EL ALMA CASTELLANA, DE AZORÍN A RAFAEL BERNABÉU.

                

                El Desastre del 98 hoy en día ha sido relativizado, pero en su momento fue un verdadero drama nacional. En los años del imperialismo que precedieron al estallido de la Gran Guerra, horrible consecuencia de aquél, toda nación que no ganaba batallas y no dispusiera de colonias a las que dictar su ley yacía moribunda en las simas de la Historia. La España en la que no se ponía el sol desaparecía frente a las planetarias Gran Bretaña y Francia. Las clases medias educadas en las ideas del nacionalismo decimonónico, el de la patria de los grandes héroes y las no menores gestas, expresaron su malestar con ruido público y brillantez literaria.

                Uno de los príncipes de la Generación del 98 fue Azorín, que en la primavera de 1900 publicó El alma castellana. Quiso retratar a los españoles, en particular a los castellanos, de los siglos de la Decadencia, arruinados por una lesiva política militar. Ya a finales del siglo XIX el nacionalismo catalán se había complacido en oponer la hidalga e idealista Castilla a la Cataluña menestral y práctica. Desde esta óptica, el quijotismo llevó a España a la hecatombe. Los regeneracionistas clamaron por dar la espalda a todo ello y a afanarse en la despensa y la escuela.

                El alicantino Azorín, como otros de la Generación, pusieron sus ojos en aquella Castilla de claroscuros, vista como fundamental para la vida general española. Antes de la obra de los constituyentes asediados en Cádiz, los castellanos llevaron una vida pública en la que cada uno trató de hacer de su capa un sayo, en la que el disimulo se impuso, en la que la Inquisición impuso su enrarecida atmósfera. Sin embargo, en la Castilla de conventos y místicos la vida no se evaporó en las regiones celestiales. Los pícaros sobrevivieron, las familias a veces gozaron de la intimidad de sus casas, las gentes se mostraron curiosas de las noticias, amantes del teatro y los literatos pudieron crear. Aquella Castilla guerrera contenía otra embrionaria, la de la opinión pública. Azorín escribió acerca de personas de carne y hueso. Nunca definió la intrahistoria al modo de Unamuno, pero la plasmó mejor que nadie del 98.

                Desde entonces, la historia dejó de ser simplemente la de los reyes, sus matrimonios, guerras y tratados, y comenzó a tener en cuenta las condiciones de vida de las personas corrientes. Por influencia del pensamiento alemán, se introdujo el estudio más sistemático de la historia de la cultura y de la civilización, entendida esta última como el conjunto de todas las manifestaciones económicas, sociales, institucionales y culturales de una comunidad en un momento dado. El también alicantino Rafael Altamira dio a la estampa antes de la I Guerra su célebre Historia de España y de la civilización española.

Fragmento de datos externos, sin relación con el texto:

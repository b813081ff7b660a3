use lifxlan_frame::{MessageType, SetColor};

use crate::cmd::{open_client, reply_output, ColorArgs};
use crate::exit::{device_error, CliResult, SUCCESS};
use crate::output::{print_reply, OutputFormat};

pub fn run(args: ColorArgs, format: OutputFormat) -> CliResult<i32> {
    let mut client = open_client(&args.device)?;
    let color = SetColor {
        hue: args.hue,
        saturation: args.saturation,
        brightness: args.brightness,
        kelvin: args.kelvin,
        duration: args.duration_ms,
    };

    client
        .set_color(color, args.ack)
        .map_err(|err| device_error("set color failed", err))?;

    print_reply(
        &reply_output(&client, MessageType::SetColor, args.ack, None),
        format,
    );
    Ok(SUCCESS)
}
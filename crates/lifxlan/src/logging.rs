use clap::ValueEnum;
use tracing::level_filters::LevelFilter;

#[derive(Copy, Clone, Debug, ValueEnum)]
pub enum LogFormat {
    Text,
    Json,
}

#[derive(Copy, Clone, Debug, ValueEnum)]
pub enum LogLevel {
    Error,
    Warn,
    Info,
    Debug,
    Trace,
}

impl From<LogLevel> for LevelFilter {
    fn from(level: LogLevel) -> Self {
        match level {
            LogLevel::Error => LevelFilter::ERROR,
            LogLevel::Warn => LevelFilter::WARN,
            LogLevel::Info => LevelFilter::INFO,
            LogLevel::Debug => LevelFilter::DEBUG,
            LogLevel::Trace => LevelFilter::TRACE,
        }
    }
}

/// Log to stderr so stdout stays machine-readable.
pub fn init_logging(format: LogFormat, level: LogLevel) {
    let builder = tracing_subscriber::fmt()
        .with_writer(std::io::stderr)
        .with_max_level(LevelFilter::from(level))
        .with_ansi(false)
        .with_target(false);

    let _ = match format {
        LogFormat::Text => builder.try_init(),
        LogFormat::Json => builder.json().try_init(),
    };
}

                A veces se había reclamado, sobre todo por parte de los regionalistas de nuestro siglo XIX, escribir la historia española desde la base, desde las localidades o las patrias chicas que hicieron la genérica grande. Los archivos locales ofrecían enormes posibilidades de investigación, pero ni siempre los secretarios locales se mostraron diligentes en facilitar su consulta ni los eruditos debidamente capacitados para aprovecharlos. Frente a historias bien documentadas e hilvanadas encontramos otras en las que las tradiciones se simultaneaban con capítulos más sólidos. La alabanza al rey o al señor otorgador de privilegios tenía un claro gusto caciquil.

                Una historia local hecha con los criterios de documentación y de seriedad de la historia de la civilización, centrada en la vida de las gentes, la acometería por vez primera en Requena Rafael Bernabéu a partir de los años treinta. Consultó entonces los documentos del Archivo Histórico local, de la Colección Herrero y Moral y de otros depósitos documentales para confeccionar unos sustanciosos capítulos acerca de la Edad Moderna. Este levantino afincado en el interior español, que como maestro también conoció las tierras sorianas (tan queridas por Machado), desgranó con sencillez el aprovechamiento de las dehesas, las labores artesanales, los cambios en las instituciones municipales y los actos al servicio de los reyes. Bernabéu nunca entró en resbaladizas cuestiones esencialistas, propias más de la metafísica que de la historia, y supo acercarse al alma castellana de una Requena de agricultores, pastores, arrieros, clérigos y caballeros.

                Víctor Manuel Galán Tendero.